## About this exercise
Copy each line below in which the string "enum" occurs.

[Dataset entries]
· · · · · · ·
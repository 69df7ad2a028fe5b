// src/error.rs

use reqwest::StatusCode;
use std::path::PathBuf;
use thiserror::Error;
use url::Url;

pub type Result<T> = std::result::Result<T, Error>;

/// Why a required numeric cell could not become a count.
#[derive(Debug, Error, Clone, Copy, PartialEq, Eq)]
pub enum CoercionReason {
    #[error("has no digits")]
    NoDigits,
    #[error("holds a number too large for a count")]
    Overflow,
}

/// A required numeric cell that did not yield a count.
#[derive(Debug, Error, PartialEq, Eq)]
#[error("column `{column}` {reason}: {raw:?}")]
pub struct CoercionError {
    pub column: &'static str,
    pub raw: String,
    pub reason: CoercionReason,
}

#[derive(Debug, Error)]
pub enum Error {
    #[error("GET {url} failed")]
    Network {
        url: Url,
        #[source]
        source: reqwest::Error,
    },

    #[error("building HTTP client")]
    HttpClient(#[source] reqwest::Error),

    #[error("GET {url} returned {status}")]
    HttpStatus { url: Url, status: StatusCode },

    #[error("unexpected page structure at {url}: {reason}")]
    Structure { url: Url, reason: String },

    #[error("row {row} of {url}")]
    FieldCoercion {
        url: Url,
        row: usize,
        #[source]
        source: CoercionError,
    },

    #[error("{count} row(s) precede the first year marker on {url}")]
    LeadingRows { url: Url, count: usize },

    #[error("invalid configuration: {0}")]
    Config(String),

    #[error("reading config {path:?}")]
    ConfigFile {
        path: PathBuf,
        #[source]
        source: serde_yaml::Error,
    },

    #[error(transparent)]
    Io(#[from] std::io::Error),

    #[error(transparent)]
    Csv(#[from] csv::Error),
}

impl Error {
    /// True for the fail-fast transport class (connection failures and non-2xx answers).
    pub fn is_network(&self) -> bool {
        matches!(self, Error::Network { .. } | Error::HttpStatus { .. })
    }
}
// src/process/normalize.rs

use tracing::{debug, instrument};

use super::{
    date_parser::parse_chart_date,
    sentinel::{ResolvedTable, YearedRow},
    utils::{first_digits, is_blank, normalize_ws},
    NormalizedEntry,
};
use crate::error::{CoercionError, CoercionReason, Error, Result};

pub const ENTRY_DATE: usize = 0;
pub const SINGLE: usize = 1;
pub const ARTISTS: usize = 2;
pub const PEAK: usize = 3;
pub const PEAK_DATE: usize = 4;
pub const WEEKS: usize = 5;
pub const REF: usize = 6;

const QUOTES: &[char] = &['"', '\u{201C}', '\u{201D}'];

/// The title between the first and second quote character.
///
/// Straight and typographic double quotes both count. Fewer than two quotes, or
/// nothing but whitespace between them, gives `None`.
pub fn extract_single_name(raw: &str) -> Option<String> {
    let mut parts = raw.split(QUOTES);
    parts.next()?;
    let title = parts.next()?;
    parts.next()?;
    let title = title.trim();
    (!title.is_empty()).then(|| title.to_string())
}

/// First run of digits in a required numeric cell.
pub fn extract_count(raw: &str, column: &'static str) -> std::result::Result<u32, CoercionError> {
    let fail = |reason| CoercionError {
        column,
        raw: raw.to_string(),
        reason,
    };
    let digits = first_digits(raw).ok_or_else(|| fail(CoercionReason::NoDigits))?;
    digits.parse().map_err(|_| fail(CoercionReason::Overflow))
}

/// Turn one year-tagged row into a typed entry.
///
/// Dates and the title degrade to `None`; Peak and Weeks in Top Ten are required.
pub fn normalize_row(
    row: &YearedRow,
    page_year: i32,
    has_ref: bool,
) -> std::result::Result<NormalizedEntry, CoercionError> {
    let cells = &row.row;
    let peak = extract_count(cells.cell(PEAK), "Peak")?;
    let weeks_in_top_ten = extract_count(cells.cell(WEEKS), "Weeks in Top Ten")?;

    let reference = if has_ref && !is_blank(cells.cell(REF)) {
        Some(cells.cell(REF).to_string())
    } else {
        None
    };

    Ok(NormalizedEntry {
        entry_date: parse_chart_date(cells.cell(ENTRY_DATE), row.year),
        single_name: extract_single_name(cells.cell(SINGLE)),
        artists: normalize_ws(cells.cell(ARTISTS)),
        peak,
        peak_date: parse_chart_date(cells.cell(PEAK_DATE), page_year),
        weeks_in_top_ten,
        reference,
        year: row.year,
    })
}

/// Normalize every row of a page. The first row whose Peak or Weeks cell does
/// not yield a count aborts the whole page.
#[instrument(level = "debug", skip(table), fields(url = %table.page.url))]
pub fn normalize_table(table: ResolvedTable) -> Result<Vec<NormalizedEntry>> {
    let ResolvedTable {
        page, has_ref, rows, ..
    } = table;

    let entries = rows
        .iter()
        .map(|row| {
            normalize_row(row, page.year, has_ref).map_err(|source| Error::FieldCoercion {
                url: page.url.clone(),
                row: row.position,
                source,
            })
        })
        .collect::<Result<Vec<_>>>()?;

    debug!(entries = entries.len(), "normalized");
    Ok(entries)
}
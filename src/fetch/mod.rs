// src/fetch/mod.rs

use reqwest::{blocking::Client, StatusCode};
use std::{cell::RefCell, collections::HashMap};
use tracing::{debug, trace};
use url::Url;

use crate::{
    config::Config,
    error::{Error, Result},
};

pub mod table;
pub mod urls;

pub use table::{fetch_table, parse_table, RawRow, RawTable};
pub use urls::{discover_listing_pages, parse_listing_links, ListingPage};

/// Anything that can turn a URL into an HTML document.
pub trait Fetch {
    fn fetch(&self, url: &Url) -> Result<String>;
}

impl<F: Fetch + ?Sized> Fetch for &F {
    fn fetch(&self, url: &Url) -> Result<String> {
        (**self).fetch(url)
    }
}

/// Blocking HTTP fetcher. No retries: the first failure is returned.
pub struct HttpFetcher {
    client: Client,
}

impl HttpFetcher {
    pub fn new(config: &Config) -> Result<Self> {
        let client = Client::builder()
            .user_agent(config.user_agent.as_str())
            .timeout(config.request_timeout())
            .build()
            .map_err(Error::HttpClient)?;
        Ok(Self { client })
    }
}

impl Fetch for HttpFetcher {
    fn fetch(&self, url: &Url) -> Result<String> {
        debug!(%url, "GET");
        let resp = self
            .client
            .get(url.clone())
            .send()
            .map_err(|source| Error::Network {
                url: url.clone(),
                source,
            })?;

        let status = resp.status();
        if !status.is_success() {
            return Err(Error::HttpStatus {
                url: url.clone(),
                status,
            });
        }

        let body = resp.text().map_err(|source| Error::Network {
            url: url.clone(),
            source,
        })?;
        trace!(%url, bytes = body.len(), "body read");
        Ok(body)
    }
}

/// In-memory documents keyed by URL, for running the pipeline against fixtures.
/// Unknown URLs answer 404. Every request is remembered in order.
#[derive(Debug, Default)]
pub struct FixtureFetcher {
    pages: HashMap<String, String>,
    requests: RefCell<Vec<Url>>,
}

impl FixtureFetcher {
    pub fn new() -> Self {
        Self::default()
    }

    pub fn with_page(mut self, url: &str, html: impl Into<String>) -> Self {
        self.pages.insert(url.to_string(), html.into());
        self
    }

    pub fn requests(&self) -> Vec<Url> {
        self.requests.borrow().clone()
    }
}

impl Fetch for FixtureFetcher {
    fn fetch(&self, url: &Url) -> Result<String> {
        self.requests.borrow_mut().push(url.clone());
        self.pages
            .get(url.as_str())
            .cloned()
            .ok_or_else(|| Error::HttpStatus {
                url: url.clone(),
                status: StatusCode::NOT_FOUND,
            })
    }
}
· · · · · · ·
## Problem solution
pub enum CoercionReason {
pub enum Error {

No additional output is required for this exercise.